**Supplied material**.

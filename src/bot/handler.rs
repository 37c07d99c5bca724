use std::sync::Arc;

use teloxide::prelude::*;
use teloxide::types::Me;
use teloxide::utils::command::BotCommands;
use tracing::{error, info, instrument, warn};

use super::BotContext;
use super::command::{Command, parse_hours};
use crate::config::{Config, MAX_LOOKBACK_HOURS};
use crate::delivery::ChatSink;
use crate::delivery::telegram::TelegramChat;
use crate::pipeline::{self, RunStatus};
use crate::scrapers::PostSource;
use crate::summarizer::Summarizer;

pub(crate) async fn handle_command(
    bot: Bot,
    msg: Message,
    me: Me,
    ctx: Arc<BotContext>,
) -> ResponseResult<()> {
    let Some(text) = msg.text() else {
        return Ok(());
    };
    let chat_id = msg.chat.id;

    let command = match Command::parse(text, me.username()) {
        Ok(command) => command,
        Err(_) => {
            if text.starts_with('/') {
                bot.send_message(chat_id, "❌ Unknown command. Use /help to see available commands.")
                    .await?;
            }
            return Ok(());
        }
    };

    if ctx.limiters.commands.check_key(&chat_id.0).is_err() {
        warn!(chat_id = chat_id.0, "Command rate limit hit");
        return Ok(());
    }

    match command {
        Command::Help => {
            bot.send_message(chat_id, Command::descriptions().to_string())
                .await?;
        }
        Command::ListAuthors => {
            bot.send_message(chat_id, format_authors(&ctx.config.authors))
                .await?;
        }
        Command::Provider => {
            bot.send_message(chat_id, format_provider(&ctx.model)).await?;
        }
        Command::Summary(arg) => {
            let Some(hours) = parse_hours(&arg, ctx.config.lookback_hours) else {
                bot.send_message(
                    chat_id,
                    format!("❌ Hours must be a whole number from 1 to {MAX_LOOKBACK_HOURS}."),
                )
                .await?;
                return Ok(());
            };

            if ctx.limiters.summary.check_key(&chat_id.0).is_err() {
                bot.send_message(
                    chat_id,
                    "⏳ A summary was requested recently. Try again in a few minutes.",
                )
                .await?;
                return Ok(());
            }

            bot.send_message(chat_id, format!("⏳ Summarizing the last {hours} hours…"))
                .await?;

            let sink = TelegramChat::new(bot.clone(), chat_id.0);
            if let Err(reply) = run_summary(&ctx.config, &ctx.source, &ctx.model, &sink, hours).await
            {
                bot.send_message(chat_id, reply).await?;
            }
        }
    }

    Ok(())
}

/// Reply text for `/list_authors`.
pub(crate) fn format_authors(authors: &[String]) -> String {
    if authors.is_empty() {
        return "No accounts are configured.".to_string();
    }
    let mut out = format!("Following {} accounts:\n", authors.len());
    for author in authors {
        out.push_str(&format!("\n• @{author}"));
    }
    out
}

/// Reply text for `/provider`.
pub(crate) fn format_provider<M: Summarizer>(model: &M) -> String {
    format!("🤖 Provider: {}\nModel: {}", model.provider(), model.model())
}

/// Run one on-demand summary into `sink`.
///
/// The whole run is bounded by `config.command_timeout` and writes no
/// artifacts. On failure the returned text is safe to show in chat.
#[instrument(level = "info", skip_all, fields(hours = hours))]
pub(crate) async fn run_summary<S, M, C>(
    config: &Config,
    source: &S,
    model: &M,
    sink: &C,
    hours: u32,
) -> Result<(), String>
where
    S: PostSource,
    M: Summarizer,
    C: ChatSink,
{
    let config = config.with_lookback(hours).map_err(|e| {
        warn!(error = %e, "Rejected lookback");
        format!("❌ Hours must be a whole number from 1 to {MAX_LOOKBACK_HOURS}.")
    })?;

    let run = pipeline::run(&config, source, model, Some(sink), None);
    match tokio::time::timeout(config.command_timeout, run).await {
        Err(_) => {
            warn!(timeout_secs = config.command_timeout.as_secs(), "Summary command timed out");
            Err("⌛ The summary took too long. Try a shorter window.".to_string())
        }
        Ok(Err(e)) => {
            error!(error = %e, "Summary command failed");
            Err(e.user_message().to_string())
        }
        Ok(Ok(report)) if report.status == RunStatus::Degraded => {
            Err("❌ The summary was generated but could not be sent.".to_string())
        }
        Ok(Ok(report)) => {
            info!(posts = report.posts, messages = report.messages_sent, "Summary command done");
            Ok(())
        }
    }
}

**Work to be completed**. "ChatSink" is the string to look for; please copy every line of the records above where it appears.

**Your solution**.
use crate::delivery::ChatSink;
    C: ChatSink,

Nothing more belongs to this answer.